[The task]
Find how many lines of the following entries contain "AUTHORIZATION". Reply with the number alone.

[Data for analysis]
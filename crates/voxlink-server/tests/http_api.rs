//! Signaling API tests driven through the router with `tower::oneshot`.

use std::sync::Arc;

use async_trait::async_trait;
use axum::Router;
use axum::body::Body;
use axum::http::{Request, StatusCode, header};
use serde_json::{Value, json};
use tokio::sync::mpsc;
use tower::ServiceExt;

use voxlink_core::config::Config;
use voxlink_core::context::ContextMessage;
use voxlink_core::error::{Result, VoxlinkError};
use voxlink_engines::{
    EngineFactory, LanguageGeneration, SpeechToText, TextToSpeech, Transcript,
};
use voxlink_server::{AppState, Identity, IdentityVerifier, build_router};
use voxlink_session::{LoopbackTransportFactory, NegotiationService, SessionRegistry};

/// Engines that never produce anything; negotiation does not need them to.
struct SilentEngines;

struct SilentStt;

#[async_trait]
impl SpeechToText for SilentStt {
    async fn feed(&mut self, _pcm: &[u8]) -> Result<Vec<Transcript>> {
        Ok(Vec::new())
    }

    async fn flush(&mut self) -> Result<Vec<Transcript>> {
        Ok(Vec::new())
    }
}

struct SilentLlm;

#[async_trait]
impl LanguageGeneration for SilentLlm {
    async fn generate(&self, _context: &[ContextMessage]) -> Result<String> {
        Ok("ok".into())
    }
}

struct SilentTts;

#[async_trait]
impl TextToSpeech for SilentTts {
    async fn synthesize(
        &self,
        _text: &str,
        _chunk_tx: mpsc::UnboundedSender<Vec<u8>>,
    ) -> Result<()> {
        Ok(())
    }
}

impl EngineFactory for SilentEngines {
    fn speech_to_text(&self) -> Box<dyn SpeechToText> {
        Box::new(SilentStt)
    }

    fn language_generation(&self) -> Arc<dyn LanguageGeneration> {
        Arc::new(SilentLlm)
    }

    fn text_to_speech(&self) -> Arc<dyn TextToSpeech> {
        Arc::new(SilentTts)
    }
}

/// Accepts exactly one token.
struct StaticVerifier;

#[async_trait]
impl IdentityVerifier for StaticVerifier {
    async fn verify(&self, token: &str) -> Result<Identity> {
        if token == "valid-token" {
            Ok(Identity {
                id: "u1".into(),
                email: Some("alice@example.com".into()),
                display_name: Some("Alice".into()),
            })
        } else {
            Err(VoxlinkError::Auth("token rejected".into()))
        }
    }
}

fn test_app(verifier: Option<Arc<dyn IdentityVerifier>>) -> (Router, Arc<SessionRegistry>) {
    let config = Arc::new(Config::default());
    let registry = Arc::new(SessionRegistry::new());
    let negotiation = NegotiationService::new(
        registry.clone(),
        Arc::new(LoopbackTransportFactory::detached()),
        Arc::new(SilentEngines),
        config.clone(),
    );
    let state = Arc::new(AppState::new(config, negotiation, verifier));
    (build_router(state), registry)
}

fn post_json(uri: &str, body: Value) -> Request<Body> {
    Request::post(uri)
        .header(header::CONTENT_TYPE, "application/json")
        .body(Body::from(body.to_string()))
        .unwrap()
}

async fn json_body(response: axum::response::Response) -> Value {
    let bytes = axum::body::to_bytes(response.into_body(), usize::MAX)
        .await
        .unwrap();
    serde_json::from_slice(&bytes).unwrap()
}

#[tokio::test]
async fn offer_returns_answer_and_registers_session() {
    let (app, registry) = test_app(None);

    let response = app
        .oneshot(post_json("/api/offer", json!({"sdp": "v=0", "type": "offer"})))
        .await
        .unwrap();
    assert_eq!(response.status(), StatusCode::OK);

    let body = json_body(response).await;
    assert_eq!(body["type"], "answer");
    assert!(body["sdp"].as_str().unwrap().starts_with("v=0"));

    let pc_id = body["pc_id"].as_str().unwrap();
    assert!(registry.get(pc_id).await.is_some());
}

#[tokio::test]
async fn empty_offer_fails_without_registering() {
    let (app, registry) = test_app(None);

    let response = app
        .oneshot(post_json("/api/offer", json!({"sdp": "", "type": "offer"})))
        .await
        .unwrap();
    assert_eq!(response.status(), StatusCode::INTERNAL_SERVER_ERROR);
    assert!(registry.is_empty().await);
}

#[tokio::test]
async fn candidates_for_unknown_session_are_not_found() {
    let (app, registry) = test_app(None);

    let response = app
        .oneshot(post_json(
            "/api/candidate",
            json!({
                "pc_id": "no-such-session",
                "candidates": [{"candidate": "candidate:1", "sdp_mid": "0"}],
            }),
        ))
        .await
        .unwrap();
    assert_eq!(response.status(), StatusCode::NOT_FOUND);
    assert!(registry.is_empty().await);
}

#[tokio::test]
async fn skippable_candidates_still_report_ok() {
    let (app, registry) = test_app(None);

    let response = app
        .clone()
        .oneshot(post_json("/api/offer", json!({"sdp": "v=0", "type": "offer"})))
        .await
        .unwrap();
    let pc_id = json_body(response).await["pc_id"]
        .as_str()
        .unwrap()
        .to_string();

    // An end-of-candidates marker and an unattributable entry: both skipped,
    // the batch still succeeds.
    let response = app
        .oneshot(post_json(
            "/api/candidate",
            json!({
                "pc_id": pc_id,
                "candidates": [
                    {"candidate": ""},
                    {"candidate": "candidate:9"},
                ],
            }),
        ))
        .await
        .unwrap();
    assert_eq!(response.status(), StatusCode::OK);
    assert_eq!(json_body(response).await["status"], "ok");

    let session = registry.get(&pc_id).await.unwrap();
    assert!(session.candidate_queue().await.is_empty());
}

#[tokio::test]
async fn offer_without_token_is_unauthorized() {
    let (app, registry) = test_app(Some(Arc::new(StaticVerifier)));

    let response = app
        .oneshot(post_json("/api/offer", json!({"sdp": "v=0", "type": "offer"})))
        .await
        .unwrap();
    assert_eq!(response.status(), StatusCode::UNAUTHORIZED);
    assert!(registry.is_empty().await);
}

#[tokio::test]
async fn offer_with_bad_token_is_unauthorized() {
    let (app, registry) = test_app(Some(Arc::new(StaticVerifier)));

    let request = Request::post("/api/offer")
        .header(header::CONTENT_TYPE, "application/json")
        .header(header::AUTHORIZATION, "Bearer wrong")
        .body(Body::from(json!({"sdp": "v=0", "type": "offer"}).to_string()))
        .unwrap();
    let response = app.oneshot(request).await.unwrap();
    assert_eq!(response.status(), StatusCode::UNAUTHORIZED);
    assert!(registry.is_empty().await);
}

#[tokio::test]
async fn offer_with_valid_token_succeeds() {
    let (app, registry) = test_app(Some(Arc::new(StaticVerifier)));

    let request = Request::post("/api/offer")
        .header(header::CONTENT_TYPE, "application/json")
        .header(header::AUTHORIZATION, "Bearer valid-token")
        .body(Body::from(json!({"sdp": "v=0", "type": "offer"}).to_string()))
        .unwrap();
    let response = app.oneshot(request).await.unwrap();
    assert_eq!(response.status(), StatusCode::OK);
    assert_eq!(registry.len().await, 1);
}

#[tokio::test]
async fn connection_info_advertises_transport() {
    let (app, _registry) = test_app(None);

    let response = app
        .oneshot(Request::get("/").body(Body::empty()).unwrap())
        .await
        .unwrap();
    assert_eq!(response.status(), StatusCode::OK);

    let body = json_body(response).await;
    assert_eq!(body["transport"], "webrtc");
    let ice = body["ice_servers"].as_array().unwrap();
    assert!(!ice.is_empty());
    assert!(ice[0]["urls"].as_str().unwrap().starts_with("stun:"));
}

#[tokio::test]
async fn health_reports_session_count() {
    let (app, _registry) = test_app(None);

    let response = app
        .clone()
        .oneshot(post_json("/api/offer", json!({"sdp": "v=0", "type": "offer"})))
        .await
        .unwrap();
    assert_eq!(response.status(), StatusCode::OK);

    let response = app
        .oneshot(Request::get("/health").body(Body::empty()).unwrap())
        .await
        .unwrap();
    let body = json_body(response).await;
    assert_eq!(body["status"], "ok");
    assert_eq!(body["sessions"], 1);
    assert!(body["version"].is_string());
}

[Output below]
2